As endourologists are highly exposed to X-ray irradiation during endourologic surgeries, the use of alternative methods for entrance into the collective system and dilatation of tract could be safe and less expensive. Percutaneous access was created under ultrasonographic guidance in the complete supine position without flank elevation in 14 patients (group A) and under fluoroscopic guidance in the complete supine position without flank elevation in 14 patients (group B).
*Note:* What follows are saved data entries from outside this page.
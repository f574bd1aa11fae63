//! Crusher: a heavy block that periodically drops onto the floor
//!
//! The phase is derived from two flags and the timer rather than stored:
//!
//! ```text
//! Armed --(timer >= interval - warning)--> Warning (slow creep down)
//! Warning --(timer >= interval)--> Crushing (dynamic, shoved down, timer = 0)
//! Crushing --(ground contact)--> Finished (static again)
//! Finished --(timer >= reset)--> Rising --(back at start)--> Armed
//! ```
//!
//! Only a ground contact ends a crush. A crusher that never lands stays
//! dynamic.

use glam::Vec2;
use serde::{Deserialize, Serialize};

use super::entity::{Entity, EntityTag};
use super::physics::{BodyDesc, PhysicsWorld};
use crate::consts::*;

#[derive(Debug, Clone, Copy, PartialEq, Eq, Serialize, Deserialize)]
pub enum CrusherPhase {
    Armed,
    Warning,
    Crushing,
    Finished,
    Rising,
}

#[derive(Debug, Clone)]
pub struct Crusher {
    entity: Entity,
    crushing: bool,
    finished: bool,
    timer: f32,
    interval: f32,
    warning_time: f32,
    reset_time: f32,
    start_position: Vec2,
}

impl Crusher {
    /// `delay` offsets the first drop so neighbouring crushers stagger
    pub fn new(world: &mut PhysicsWorld, index: u32, position: Vec2, delay: f32, interval: f32) -> Self {
        let desc = BodyDesc::fixed(position, CRUSHER_HALF_SIZE).fixed_rotation(true);
        Self {
            entity: Entity::spawn(world, EntityTag::Crusher(index), &desc),
            crushing: false,
            finished: false,
            timer: -delay,
            interval,
            warning_time: CRUSHER_WARNING_TIME,
            reset_time: CRUSHER_RESET_TIME,
            start_position: position,
        }
    }

    pub fn entity(&self) -> &Entity {
        &self.entity
    }

    pub fn entity_mut(&mut self) -> &mut Entity {
        &mut self.entity
    }

    pub fn is_crushing(&self) -> bool {
        self.crushing
    }

    pub fn is_finished(&self) -> bool {
        self.finished
    }

    pub fn timer(&self) -> f32 {
        self.timer
    }

    pub fn start_position(&self) -> Vec2 {
        self.start_position
    }

    pub fn position(&self, world: &PhysicsWorld) -> Vec2 {
        self.entity.position(world)
    }

    pub fn phase(&self) -> CrusherPhase {
        if self.finished {
            if self.timer >= self.reset_time {
                CrusherPhase::Rising
            } else {
                CrusherPhase::Finished
            }
        } else if self.crushing {
            CrusherPhase::Crushing
        } else if self.timer >= self.interval - self.warning_time {
            CrusherPhase::Warning
        } else {
            CrusherPhase::Armed
        }
    }

    /// Drop: become dynamic and get shoved downward
    pub fn crush(&mut self, world: &mut PhysicsWorld) {
        self.crushing = true;
        self.timer = 0.0;
        self.entity.set_dynamic(world, true);
        self.entity.apply_force(world, CRUSHER_FORCE);
    }

    /// Ground contact. Ignored unless the crusher is mid-crush.
    pub fn land(&mut self) -> bool {
        if !self.crushing {
            return false;
        }
        self.finished = true;
        true
    }

    pub fn update(&mut self, world: &mut PhysicsWorld, dt: f32) {
        self.timer += dt;

        let armed = !self.crushing && !self.finished;
        if armed && self.timer >= self.interval - self.warning_time {
            let pos = self.entity.position(world);
            self.entity
                .set_position(world, Vec2::new(pos.x, pos.y - CRUSHER_WARNING_SPEED * dt));
        }

        if armed && self.timer >= self.interval {
            self.crush(world);
        }

        if self.finished {
            self.entity.set_dynamic(world, false);
            self.crushing = false;

            if self.timer >= self.reset_time {
                let pos = self.entity.position(world);
                if pos.y < self.start_position.y {
                    let y = (pos.y + CRUSHER_RISE_SPEED * dt).min(self.start_position.y);
                    self.entity.set_position(world, Vec2::new(pos.x, y));
                } else {
                    self.rearm();
                }
            }
        }
    }

    fn rearm(&mut self) {
        self.crushing = false;
        self.finished = false;
        self.timer = 0.0;
    }
}

#[cfg(test)]
mod tests {
    use super::*;
    use crate::sim::physics::BodyKind;

    fn spawn() -> (PhysicsWorld, Crusher) {
        let mut world = PhysicsWorld::new();
        let crusher = Crusher::new(&mut world, 0, Vec2::new(100.0, 20.0), 0.0, 3.0);
        (world, crusher)
    }

    #[test]
    fn test_phase_sequence() {
        let (mut world, mut crusher) = spawn();
        assert_eq!(crusher.phase(), CrusherPhase::Armed);

        // 2.25s: still armed, not moved
        for _ in 0..9 {
            crusher.update(&mut world, 0.25);
        }
        assert_eq!(crusher.phase(), CrusherPhase::Armed);
        assert_eq!(crusher.position(&world).y, 20.0);

        // 2.5s: warning creep begins
        crusher.update(&mut world, 0.25);
        assert_eq!(crusher.phase(), CrusherPhase::Warning);
        assert!(crusher.position(&world).y < 20.0);

        // 3.0s: crushing, dynamic, shoved down, timer restarted
        crusher.update(&mut world, 0.25);
        crusher.update(&mut world, 0.25);
        assert_eq!(crusher.phase(), CrusherPhase::Crushing);
        assert_eq!(crusher.timer(), 0.0);
        assert_eq!(world.body_kind(crusher.entity().body()), BodyKind::Dynamic);
        assert_eq!(world.pending_force(crusher.entity().body()), CRUSHER_FORCE);

        // No ground contact: stays crushing indefinitely
        for _ in 0..40 {
            crusher.update(&mut world, 0.25);
        }
        assert_eq!(crusher.phase(), CrusherPhase::Crushing);

        // Ground contact
        assert!(crusher.land());
        crusher.update(&mut world, 0.25);
        assert_eq!(crusher.phase(), CrusherPhase::Rising);
        assert_eq!(world.body_kind(crusher.entity().body()), BodyKind::Fixed);
    }

    #[test]
    fn test_finished_waits_then_rises_and_rearms() {
        let (mut world, mut crusher) = spawn();
        crusher.crush(&mut world);
        crusher.entity().set_position(&mut world, Vec2::new(100.0, 16.0));
        assert!(crusher.land());

        for _ in 0..7 {
            crusher.update(&mut world, 0.25);
            assert_eq!(crusher.phase(), CrusherPhase::Finished);
        }
        assert_eq!(crusher.position(&world).y, 16.0);

        // 2.0s after the crush it starts to rise
        crusher.update(&mut world, 0.25);
        assert_eq!(crusher.phase(), CrusherPhase::Rising);

        let mut frames = 0;
        while crusher.is_finished() {
            crusher.update(&mut world, 0.25);
            frames += 1;
            assert!(frames < 100);
            assert!(crusher.position(&world).y <= 20.0);
        }
        assert_eq!(crusher.phase(), CrusherPhase::Armed);
        assert_eq!(crusher.timer(), 0.0);
        assert_eq!(crusher.position(&world).y, 20.0);
    }

    #[test]
    fn test_land_requires_crushing() {
        let (_world, mut crusher) = spawn();
        assert!(!crusher.land());
        assert!(!crusher.is_finished());
    }

    #[test]
    fn test_delay_offsets_first_drop() {
        let mut world = PhysicsWorld::new();
        let mut crusher = Crusher::new(&mut world, 1, Vec2::new(104.0, 20.0), 3.0, 3.0);
        for _ in 0..22 {
            crusher.update(&mut world, 0.25);
        }
        // 5.5s in, 2.5s past the delay
        assert_eq!(crusher.phase(), CrusherPhase::Warning);
    }
}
We performed all steps of the complete supine percutaneous nephrolithotripsy (PCNL) with ultrasonographic guidance in group A. In group A, mean age of patients was 46.5 ± 15.54 years and in group B 45.21 ± 10.72 years. The mean stone burden was 51.07 and 41.92 mm in groups A and B, respectively (p = 0.54). Mean operative time in group A was 88.93 ± 33.29 minutes and in group B it was 79.29 ± 16.74 minutes (p = 0.34). Stone-free rate was 78.6% in group A and 71.4% in group B (p = 0.66). Hospital stay was 85.88 ± 17.25 and 80.20 ± 17.71 hours in groups A and B, respectively (p = 0.12). Transfusion was done in 1 (7.14%) patient in group A and in 3 (21.43%) patients in group B (p = 0.28). Fever was detected in 2 (14.28%) patients in group A and in 1 (7.14%) patient in group B (p = 0.54). In our study, there were no pleural effusion, postoperative hematoma, renal pelvis perforation, and visceral organ trauma in any groups. We showed that totally ultrasound-guided complete supine PCNL is safe and feasible even in reoperative patients. It has certain advantages such as elimination of X-ray exposure to the surgeon and staff of the operating room, avoidance of contrast material administration, identification of all the tissue between the skin and kidney, and the energy expenditure of the surgeon and other staff of the operating room is decreased as it is not necessary to wear a lead shield.